De ese algo que, si se le escamotea a una tarde de toros, automáticamente la vacía de contenido, dejándonos atenidos a esporádicas florituras más o menos vistosas, más o menos artísticas y más o menos triunfales, pero inaccesibles a la sacudida emocional propia del toreo ejecutado a toda ley. Una ley que pertenece a su trasfondo mítico y que implica al toro auténtico, protagonista fundamental y portador exclusivo de la sensación de genuino riesgo sin la cual el arte de torear flaquea irremediablemente.
 

A vueltas con la bravura

 
Allá por los años 60 surgió un animado debate que desde Andalucía se extendió a todo el ámbito taurino. Álvaro Domecq y Díez, ganadero y exrejoneador, asociaba el concepto de bravura al impulso del toro –pulido por la selección– que atacase de frente, fijo, humillado y sin tregua, a aquello que lo incitara; por contra, Luis Bollaín –pluma filosa y agudo observador del toro en el campo y en la plaza– sostenía que el verdadero atributo del bravo tenía que ser la fiereza, incluso sin ese revestimiento de suavidad implícito en la definición del caballero jerezano. En el fondo, era una lucha entre dos conceptos del toreo y de la Fiesta misma: el antiguo, caracterizado por valorar la capacidad del lidiador para domeñar con técnica, arte, inteligencia y valentía la casta de un enemigo mortal; y el moderno, correspondiente a un espectáculo de masas con el afán estético devenido en objetivo primordial, sin que esto significara la eliminación del peligro que todo torero digno de ese nombre debe arrostrar. 
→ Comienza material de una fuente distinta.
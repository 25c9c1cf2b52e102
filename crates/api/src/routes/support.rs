//! Support ticket routes
//!
//! Users open sessions and post messages; admins list, claim and close
//! tickets. Role checks live in the messaging core.

use axum::{
    extract::{Extension, Path, Query, State},
    Json,
};
use bazaar_messaging::{OpenedTicket, SupportPost, SupportTicket, TicketStatus};
use serde::{Deserialize, Serialize};
use uuid::Uuid;

use crate::{
    auth::AuthUser,
    error::{ApiError, ApiResult},
    state::AppState,
};

// =============================================================================
// Request/Response Types
// =============================================================================

#[derive(Debug, Deserialize)]
pub struct SupportMessageRequest {
    pub text: String,
}

#[derive(Debug, Deserialize)]
pub struct ListTicketsQuery {
    pub status: Option<String>,
}

#[derive(Debug, Serialize)]
pub struct TicketListResponse {
    pub tickets: Vec<SupportTicket>,
}

// =============================================================================
// User Handlers
// =============================================================================

/// Open a support session, or resume the active one
pub async fn open_session(
    State(state): State<AppState>,
    Extension(auth_user): Extension<AuthUser>,
) -> ApiResult<Json<OpenedTicket>> {
    let opened = state
        .messenger
        .support()
        .open_session(auth_user.principal())
        .await?;

    Ok(Json(opened))
}

pub async fn post_message(
    State(state): State<AppState>,
    Extension(auth_user): Extension<AuthUser>,
    Json(req): Json<SupportMessageRequest>,
) -> ApiResult<Json<SupportPost>> {
    let post = state
        .messenger
        .support()
        .post_message(auth_user.principal(), &req.text)
        .await?;

    Ok(Json(post))
}

// =============================================================================
// Admin Handlers
// =============================================================================

/// List tickets by status (default: open)
pub async fn admin_list_tickets(
    State(state): State<AppState>,
    Extension(auth_user): Extension<AuthUser>,
    Query(query): Query<ListTicketsQuery>,
) -> ApiResult<Json<TicketListResponse>> {
    let status = match query.status.as_deref() {
        None => None,
        Some(raw) => Some(
            TicketStatus::parse(raw)
                .ok_or_else(|| ApiError::BadRequest(format!("invalid ticket status '{}'", raw)))?,
        ),
    };

    let tickets = state
        .messenger
        .support()
        .list(auth_user.principal(), status)
        .await?;

    Ok(Json(TicketListResponse { tickets }))
}

pub async fn admin_claim_ticket(
    State(state): State<AppState>,
    Extension(auth_user): Extension<AuthUser>,
    Path(ticket_id): Path<Uuid>,
) -> ApiResult<Json<SupportTicket>> {
    let ticket = state
        .messenger
        .support()
        .claim(auth_user.principal(), ticket_id)
        .await?;

    Ok(Json(ticket))
}

pub async fn admin_close_ticket(
    State(state): State<AppState>,
    Extension(auth_user): Extension<AuthUser>,
    Path(ticket_id): Path<Uuid>,
) -> ApiResult<Json<SupportTicket>> {
    let ticket = state
        .messenger
        .support()
        .close(auth_user.principal(), ticket_id)
        .await?;

    Ok(Json(ticket))
}
//! WebSocket support for real-time features
//!
//! One socket per authenticated session. Connecting registers the user in the
//! presence registry; everything the messaging core dispatches for that user
//! is forwarded over the socket as JSON `ServerEvent`s. Inbound frames are
//! parsed as `ClientEvent`s (ping, typing indicators).

pub mod handler;

pub use handler::ws_handler;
Nótese que, bien entendidas ambas ideas por divergentes que parezcan, el equilibrio entre hombre y bestia se mantenía en pie: si en el toreo a la usanza antigua –la “clásica”, según Bollaín– el genio del animal ponía a prueba la destreza del lidiador y era capaz de castigar duramente una mínima duda o error de su parte, la concepción evolucionada del toreo como un arte basado en otro tipo de exigencias –geometría, precisión y estética elevadas a su máxima expresión– no por eso dejaba de mantener en pie el equilibrio ético, precisamente porque el toro –aunque afinado de estilo y prestaciones– seguía siendo capaz de acometer con celo y comprometer la seguridad física del diestro, enfrentado al desafío de hacer arte al filo de la muerte. Con lo que la tauromaquia mantuvo en alza su rasgo más característico: la propuesta de un sacrificio ritual en el que la víctima se puede convertir en victimario.
 
Develando el misterio

Raúl Dorra –lingüista, semiólogo, antropólogo, escritor–investigador y miembro de la Academia Mexicana de la Lengua– ha resaltado esta ambigüedad como una marca que, a su riguroso saber y entender, es exclusiva de la tauromaquia. Y, yendo más allá, identifica en ella una probable alusión a la fragilidad humana –la permanente posibilidad de errar, flaquear y caer– en nuestro obligado enfrentamiento a las leyes y poderes de la naturaleza, que, a su manera, el toro de lidia encarna. 
Hermoso hallazgo, con tanto de científico como de poético, que agrega un sentido oculto más a la mitología de la corrida.
 

El toro mexicano

En México, la bravura se aclimató, definió y asoleró en términos muy peculiares. Y llamativamente diversos, una diversidad que produjo la mejor época de nuestra tauromaquia –entendida en sentido universal, no sólo practicada por mexicanos–; la estandarización de los encastes marca más bien su decadencia. Salvo La Punta –es decir, Parladé–, no fueron nunca toros demasiado voluminosos, aunque sí de buenas hechuras. La clave residía en su sangre, esa bravura primigenia que el genio de tres o cuatro grandes criadores fue moldeando hasta alcanzar cotas de fijeza, clase y alegría realmente únicas, que se irían afinando hasta más allá de la mitad del siglo XX.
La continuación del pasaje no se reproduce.